Based in Berlin, Alicja Kwade frequently draws on complex scientific and philosophical concepts to create work that challenges and changes perceptions of reality. In Pars pro Toto, she explores ideas of space and time through an arrangement of seven spheres, made of different types and colors of stone, ranging in size from 2 ½ feet to just over 5 feet in diameter. Simultaneously enigmatic and approachable, the smooth, glossy globes conjure a broad range of associations: planets, marbles, or billiard balls, which are sometimes used by physicists to illustrate the laws of quantum mechanics.
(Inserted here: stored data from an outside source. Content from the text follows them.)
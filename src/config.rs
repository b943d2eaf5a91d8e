//! CLI configuration: endpoint addresses and connection defaults, read
//! from a TOML file.

use anyhow::{Context, Result};
use lattice_core_fleet::EndpointKind;
use lattice_mgmt::DEFAULT_PORT;
use serde::Deserialize;
use std::path::Path;

fn default_port() -> u16 {
    DEFAULT_PORT
}

fn default_timeout_secs() -> u64 {
    5
}

fn default_kind() -> EndpointKind {
    EndpointKind::Node
}

/// One addressable endpoint from the config file.
#[derive(Debug, Clone, Deserialize)]
pub struct EndpointEntry {
    pub uuid: String,
    pub host: String,
    #[serde(default = "default_port")]
    pub port: u16,
    #[serde(default = "default_kind")]
    pub kind: EndpointKind,
}

/// CLI settings.
///
/// ```toml
/// token = "secret"
/// timeout_secs = 5
///
/// [[endpoint]]
/// uuid = "node-1"
/// host = "10.0.0.5"
/// port = 11198
/// ```
#[derive(Debug, Clone, Deserialize)]
pub struct CliConfig {
    /// Auth token presented during every handshake.
    pub token: Option<String>,
    /// Bounded wait for each channel to connect.
    #[serde(default = "default_timeout_secs")]
    pub timeout_secs: u64,
    #[serde(default, rename = "endpoint")]
    pub endpoints: Vec<EndpointEntry>,
}

impl Default for CliConfig {
    fn default() -> Self {
        Self {
            token: None,
            timeout_secs: default_timeout_secs(),
            endpoints: Vec::new(),
        }
    }
}

impl CliConfig {
    pub fn load(path: &Path) -> Result<Self> {
        let text = std::fs::read_to_string(path)
            .with_context(|| format!("reading config {}", path.display()))?;
        toml::from_str(&text).with_context(|| format!("parsing config {}", path.display()))
    }

    /// Load `path`, falling back to defaults when the file is absent.
    pub fn load_or_default(path: &Path) -> Result<Self> {
        if path.exists() {
            Self::load(path)
        } else {
            Ok(Self::default())
        }
    }

    pub fn endpoint(&self, uuid: &str) -> Option<&EndpointEntry> {
        self.endpoints.iter().find(|e| e.uuid == uuid)
    }
}

#[cfg(test)]
mod tests {
    use super::*;
    use std::io::Write;

    #[test]
    fn test_parse_full_config() {
        let text = r#"
token = "secret"
timeout_secs = 3

[[endpoint]]
uuid = "node-1"
host = "10.0.0.5"
port = 12000
kind = "node"

[[endpoint]]
uuid = "driver-1"
host = "10.0.0.1"
kind = "driver"
"#;
        let config: CliConfig = toml::from_str(text).unwrap();
        assert_eq!(config.token.as_deref(), Some("secret"));
        assert_eq!(config.timeout_secs, 3);
        assert_eq!(config.endpoints.len(), 2);
        assert_eq!(config.endpoints[0].port, 12000);
        assert_eq!(config.endpoints[1].port, DEFAULT_PORT);
        assert_eq!(config.endpoints[1].kind, EndpointKind::Driver);
        assert!(config.endpoint("node-1").is_some());
        assert!(config.endpoint("ghost").is_none());
    }

    #[test]
    fn test_missing_file_falls_back_to_defaults() {
        let dir = tempfile::tempdir().unwrap();
        let path = dir.path().join("absent.toml");
        let config = CliConfig::load_or_default(&path).unwrap();
        assert!(config.token.is_none());
        assert_eq!(config.timeout_secs, 5);
        assert!(config.endpoints.is_empty());
    }

    #[test]
    fn test_malformed_file_is_an_error() {
        let dir = tempfile::tempdir().unwrap();
        let path = dir.path().join("broken.toml");
        let mut file = std::fs::File::create(&path).unwrap();
        writeln!(file, "token = [not toml").unwrap();
        assert!(CliConfig::load_or_default(&path).is_err());
    }
}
Kwade sited Pars pro Toto in a specific arrangement along The Carell Trail, enabling viewers to walk through the individual orbs, which collectively evoke both weighty earthly matter and a shimmering interstellar galaxy. The title references the Latin phrase that translates to a part taken for, or representative of, the whole.
Each of the seven spheres comprising Pars pro Toto was extracted in its raw stone form from quarries in seven countries, on three continents. Stonemasons in Germany, following Kwade’s specifications, carefully sculpted the blocks into highly polished stone balls. The richly colored striations and crystallization visible in the layers of each stone function as a kind of geological clock or timescale, formed through sedimentation, or the process of matter being deposited and compressed over long periods of time.
63 in. – Carrara marble, quarried in Italy, 13,003 lbs.
59 5/6 in. – Fantasy Brown marble and quartzite, quarried in India/ China, 11,149 lbs.
51 1/5 in. – Halmstad granite, quarried in Sweden, 6,973 lbs.
43 1/3 in. – Rosa Portogallo marble, quarried in Portugal, 4,226 lbs.
39 2/5 in. – Masi quartzite, quarried in Norway, 3,175 lbs.
35 2/5 in. – Azul Macauba quartzite, quarried in Brazil, 2,315 lbs.
11 5/6 in. – Wondergrey marble, quarried in India, 86 lbs.